Compulsory vaccination bill introduced by Nigerian Senators despite outcry

Unlike the bill introduced last week at the House of Representatives, Senators were not allowed to see the content of the bill before or during its First Reading, triggering questions and opposition to its Second reading.

A controversial bill that hopes to get all Nigerians vaccinated compulsorily against infectious diseases including Covid-19 was on Tuesday introduced by senators after a previous version in the House of Representatives generated heated public debates last week.

The House bill also seeks to compulsorily convert the property of individuals into isolation centres during any infectious disease outbreak.

Some Nigerians got back to their representatives asking them not to support the bill as it had the imprint of western donors like the Bill and Melinda Gates Foundation.

They argued especially on social media that compulsory vaccination was a ploy to reduce the fertility rate of Nigerians and the country’s population as championed by some Western researchers and donors.

The Infectious Disease Control Bill also known as the “National Health Emergency Bill” was Tuesday introduced by Senator Chukwuka Utazi to tackle the COVID 19 pandemic among other diseases. Utazi heads the Senate Committee on Communicable Diseases and Primary Healthcare.

But unlike the House of Representatives, Senators were not allowed to see the content of the bill before or during its First Reading, triggering questions and opposition to its Second reading.

One Senator who would have none of that is Senator Ike Ekweremadu.

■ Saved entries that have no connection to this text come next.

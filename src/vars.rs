//! Template variables: parsing `NAME=VALUE` assignments, discovering them in
//! the environment and exporting them back to child processes.

use indexmap::IndexMap;

/// Variable name to value mapping shared by every stage of a run.
pub type Vars = IndexMap<String, String>;

/// Splits an assignment on the first `=`. An assignment without `=` is a
/// presence flag and gets the value `"1"`.
///
/// Also used as the clap value parser for `--var`.
pub fn parse_var(assignment: &str) -> Result<(String, String), String> {
    let (name, value) = match assignment.split_once('=') {
        Some((name, value)) => (name, value),
        None => (assignment, "1"),
    };

    if name.is_empty() {
        return Err(format!("variable name is empty in '{assignment}'"));
    }

    Ok((name.to_string(), value.to_string()))
}

/// Collects the variables carried by environment entries named `prefix` + NAME.
/// The prefix is stripped and the remaining name is kept as it is.
pub fn vars_from_env<I, K, V>(prefix: &str, entries: I) -> Vars
where
    I: IntoIterator<Item = (K, V)>,
    K: AsRef<str>,
    V: Into<String>,
{
    entries
        .into_iter()
        .filter_map(|(key, value)| {
            key.as_ref()
                .strip_prefix(prefix)
                .filter(|name| !name.is_empty())
                .map(|name| (name.to_string(), value.into()))
        })
        .collect()
}

/// Environment entries handed to child processes: `prefix` + upper-cased name.
pub fn export_env(prefix: &str, vars: &Vars) -> Vec<(String, String)> {
    vars.iter()
        .map(|(name, value)| (format!("{prefix}{}", name.to_uppercase()), value.clone()))
        .collect()
}

#[cfg(test)]
mod tests {
    use super::*;

    #[test]
    fn test_parse_var() {
        let cases = [
            ("key=value", "key", "value"),
            ("key=", "key", ""),
            ("key", "key", "1"),
            ("key=value=value", "key", "value=value"),
        ];

        for (input, name, value) in cases {
            assert_eq!(
                parse_var(input).unwrap(),
                (name.to_string(), value.to_string()),
                "parsing {input:?}"
            );
        }
    }

    #[test]
    fn test_parse_var_rejects_empty_name() {
        assert!(parse_var("=value").is_err());
        assert!(parse_var("").is_err());
    }

    #[test]
    fn test_vars_from_env_strips_prefix() {
        let env = vec![
            ("STARTER_APP_NAME", "awesome"),
            ("STARTER_Mixed", "kept"),
            ("PATH", "/usr/bin"),
            ("STARTER_", "ignored"),
        ];

        let vars = vars_from_env("STARTER_", env);

        assert_eq!(vars.len(), 2);
        assert_eq!(vars["APP_NAME"], "awesome");
        assert_eq!(vars["Mixed"], "kept");
    }

    #[test]
    fn test_export_env_upper_cases_names() {
        let mut vars = Vars::new();
        vars.insert("app_name".to_string(), "awesome".to_string());

        assert_eq!(
            export_env("STARTER_", &vars),
            vec![("STARTER_APP_NAME".to_string(), "awesome".to_string())]
        );
    }
}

He challenged the Senate leadership for hiding the bill and not making it accessible to lawmakers ahead of time.

Senator Ekweremadu who is also the immediate past Deputy Senate President demanded for a gazetted copy of the controversial Bill so that lawmakers would know its content and how to address their constituents.

“I rely on Order 41 of the Senate Standing Rule. As a senator, I am entitled to know the details of this Bill”, Ekweremadu said.

“There is controversy over the same Bill in the House of Representatives. We don’t want to have the same issue here. We need to be guided to avoid any backlash. I need to read it and prepare ahead of time”, the federal lawmaker said.

Senate President Ahmad Lawan was left with no choice at this moment. He directed the Senate Clerk to make copies of the Bill available to all Senators.

Lawan ruled that the second reading of the Bill will take place next week after Senators must have seen the proposed law.

“The copies are ready and everybody will get a copy. We are not taking the second reading immediately. That will be done next week. So, members will have the time to read the contents of the Bill”, Lawan said.

Speaker of the House of Representatives, Femi Gbajabiamila had last Tuesday sponsored the “Control of Infectious Diseases Bill 2020” at the lower chamber where it got accelerated hearing and passed First and Second Readings despite protest by some lawmakers.

The House bill however generated much public controversy as critics said some provisions of the bill are inapplicable in a democratic setting. Some even accused Gbajabiamila of accepting bribes from Bill Gates to pass the proposed legislation.

“None of these allegations are true. Unfortunately, we now live in a time when conspiracy theories have gained such currency that genuine endeavours in the public interest can quickly become mischaracterised and misconstrued to raise the spectre of sinister intent and ominous possibility”, Speaker Gbajabiamila said on Tuesday upon resumption of plenary.

“This House of Representatives will never, take any action that purposes to bring harm to any Nigerian here at home or abroad”, Gbajabiamila said.

Lawyers and many other Nigerians have described the bill as draconian and suspicious.

There were also accusations that the sponsors largely plagiarised a similar law on infectious disease control by Singapore.

A former Senator, Dino Melaye, in a tweet on Monday, stated that he had taken legal action against Gbajabiamila and others for failing to withdraw the contentious bill.

“I have just filed a court action against the Speaker and House of Representatives on the wicked bill initiated by Hon Femi Gbajabiamila this morning at the Federal High Court Abuja. We shall overcome,” Melaye wrote.

The Senate on Tuesday also directed its committees on health, communications, science and technology to investigate the status of 5G in the country and its health impact on citizens.

The Senate resolution of the followed a motion sponsored by Senator Uche Ekwunife, representing Anambra central.

Senator Ekwunife said there was a need for the technology to be investigated owing to concerns by some experts that emissions from the 5G masts could adversely affect the health of people considering the COVID 19 Pandemic.

 “There is no conclusive proof, nor has it been universally established that the deployment of the 5G network is either harmful to the human body, or is anyway linked to the global pandemic of COVID-19,” she said.

 Senator Ekwunife said “investigating the true status of 5G network in Nigeria (is) to ensure that Nigerian citizens are not exposed to unreasonable risk of great bodily harm or injury.”